Klöckner Stadium is a stadium that is located on the campus of the University of Virginia in Charlottesville, Virginia. The stadium is home to the Virginia Cavaliers's men's and women's soccer teams in the fall, and the men's and women's lacrosse teams in the spring.

The stadium was designed by VMDO Architects and it was built in 1992 at a cost of $3.4 million, and its naming rights were awarded to the Klöckner Group of Germany for $1.2 million.

== History ==
The Virginia men's soccer team won national championships in the first three years they played at Klöckner and subsequently added two more since in 2009 and 2014.

Additionally, both Virginia lacrosse teams have won national championships while at Klöckner—1999, 2003, 2006, 2011, 2019, and 2021 for the men, and 1993 and 2004 for the women (who were also national runners-up in 2005 and 2007).

The fourth team playing at the stadium, women's soccer, participated in the 1991, 2013, 2014, and 2020 NCAA Final Fours.

The largest soccer crowd to see a game at Klöckner Stadium was on September 28, 2007, when 7,906 fans watched an ACC game against Virginia Tech.

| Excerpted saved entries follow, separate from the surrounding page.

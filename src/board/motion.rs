//! Per-piece motion predicates (spec.md §4.4 "Per-piece motion
//! predicates"). These only decide whether the *shape* of a move is
//! legal for a piece and whether its destination is a valid landing —
//! pin detection (see [`super::pin`]) is a separate, prior check.

use super::{Board, Cell, Coord, Piece};

/// What kind of pawn move this was, for [`super::apply`] to act on.
#[derive(Debug, Clone, Copy, PartialEq, Eq)]
pub enum MoveKind {
    Normal,
    DoublePush,
    EnPassant { captured: Coord },
}

/// A destination is a valid landing for a non-capture if empty, or for
/// a capture if occupied by an opposite-color, non-king piece.
fn valid_landing(board: &Board, dst: Coord, capture: bool, is_white: bool) -> bool {
    let cell = board.get(dst);
    if capture {
        !cell.is_empty() && cell.is_white != is_white && cell.piece != Some(Piece::K)
    } else {
        cell.is_empty()
    }
}

fn path_clear(board: &Board, src: Coord, dst: Coord, step: (i32, i32)) -> bool {
    let (dr, dc) = step;
    let mut cur = Coord::new(src.row + dr, src.col + dc);
    while cur != dst {
        if !board.get(cur).is_empty() {
            return false;
        }
        cur = Coord::new(cur.row + dr, cur.col + dc);
    }
    true
}

fn signum(x: i32) -> i32 {
    x.cmp(&0) as i32
}

fn knight_shape(src: Coord, dst: Coord) -> bool {
    let dx = (dst.row - src.row).abs();
    let dy = (dst.col - src.col).abs();
    matches!((dx, dy), (1, 2) | (2, 1))
}

fn king_shape(src: Coord, dst: Coord) -> bool {
    let dx = (dst.row - src.row).abs();
    let dy = (dst.col - src.col).abs();
    dx.max(dy) == 1
}

fn rook_shape_and_path(board: &Board, src: Coord, dst: Coord) -> bool {
    if src == dst {
        return false;
    }
    if src.row == dst.row {
        path_clear(board, src, dst, (0, signum(dst.col - src.col)))
    } else if src.col == dst.col {
        path_clear(board, src, dst, (signum(dst.row - src.row), 0))
    } else {
        false
    }
}

fn bishop_shape_and_path(board: &Board, src: Coord, dst: Coord) -> bool {
    let dx = dst.row - src.row;
    let dy = dst.col - src.col;
    if dx.abs() != dy.abs() || dx == 0 {
        return false;
    }
    path_clear(board, src, dst, (signum(dx), signum(dy)))
}

/// Pawn forward distance, signed so it is always positive for a
/// forward move: for white the advancing direction is toward row 0,
/// for black toward row 7.
fn pawn_forward(src: Coord, dst: Coord, is_white: bool) -> i32 {
    if is_white {
        src.row - dst.row
    } else {
        dst.row - src.row
    }
}

fn pawn_start_row(is_white: bool) -> i32 {
    if is_white { 6 } else { 1 }
}

fn pawn_shape(
    board: &Board,
    src: Coord,
    dst: Coord,
    is_white: bool,
    capture: bool,
) -> Option<MoveKind> {
    let dx = pawn_forward(src, dst, is_white);
    let dy = (dst.col - src.col).abs();

    if capture {
        if dx != 1 || dy != 1 {
            return None;
        }
        let target = board.get(dst);
        if !target.is_empty() {
            return valid_landing(board, dst, true, is_white).then_some(MoveKind::Normal);
        }
        // Empty destination on a pawn capture: only en passant is legal.
        let captured = Coord::new(src.row, dst.col);
        let captured_cell = board.get(captured);
        if captured_cell.is_empty()
            || captured_cell.is_white == is_white
            || !captured_cell.double_move
        {
            return None;
        }
        Some(MoveKind::EnPassant { captured })
    } else {
        if dy != 0 {
            return None;
        }
        match dx {
            1 if board.get(dst).is_empty() => Some(MoveKind::Normal),
            2 if src.row == pawn_start_row(is_white) => {
                let mid = Coord::new((src.row + dst.row) / 2, src.col);
                (board.get(mid).is_empty() && board.get(dst).is_empty())
                    .then_some(MoveKind::DoublePush)
            }
            _ => None,
        }
    }
}

/// Top-level dispatch: is this `(src, dst)` pair a legal shape for
/// `piece`, ignoring pins? `Some` carries the kind of move it is (plain,
/// double push, or en passant) for [`super::apply`] to act on.
pub fn piece_shape(
    board: &Board,
    piece: Piece,
    src: Coord,
    dst: Coord,
    is_white: bool,
    capture: bool,
) -> Option<MoveKind> {
    match piece {
        Piece::P => pawn_shape(board, src, dst, is_white, capture),
        Piece::N => (knight_shape(src, dst) && valid_landing(board, dst, capture, is_white))
            .then_some(MoveKind::Normal),
        Piece::B => {
            (bishop_shape_and_path(board, src, dst)
                && valid_landing(board, dst, capture, is_white))
            .then_some(MoveKind::Normal)
        }
        Piece::R => {
            (rook_shape_and_path(board, src, dst) && valid_landing(board, dst, capture, is_white))
                .then_some(MoveKind::Normal)
        }
        Piece::Q => {
            let shape = rook_shape_and_path(board, src, dst) || bishop_shape_and_path(board, src, dst);
            (shape && valid_landing(board, dst, capture, is_white)).then_some(MoveKind::Normal)
        }
        Piece::K => {
            (king_shape(src, dst) && valid_landing(board, dst, capture, is_white))
                .then_some(MoveKind::Normal)
        }
    }
}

The largest lacrosse crowd was first seen on April 12, 2008, when a game against Duke University attracted the stadium capacity, 8,000 spectators. When Duke University returned to Klöckner Stadium on April 17, 2010, the stadium capacity of 8,000 was reached again. As at Scott Stadium (the prior home of Virginia's soccer and lacrosse teams), some spectators sit or stand in the grassy areas behind each goal, as well as in the bleachers.

During the 2006 soccer season, a video board was installed at Klöckner Stadium. It debuted on September 27, 2006, during a men's soccer game between Virginia and American University. The video board was upgraded prior to the 2019 season.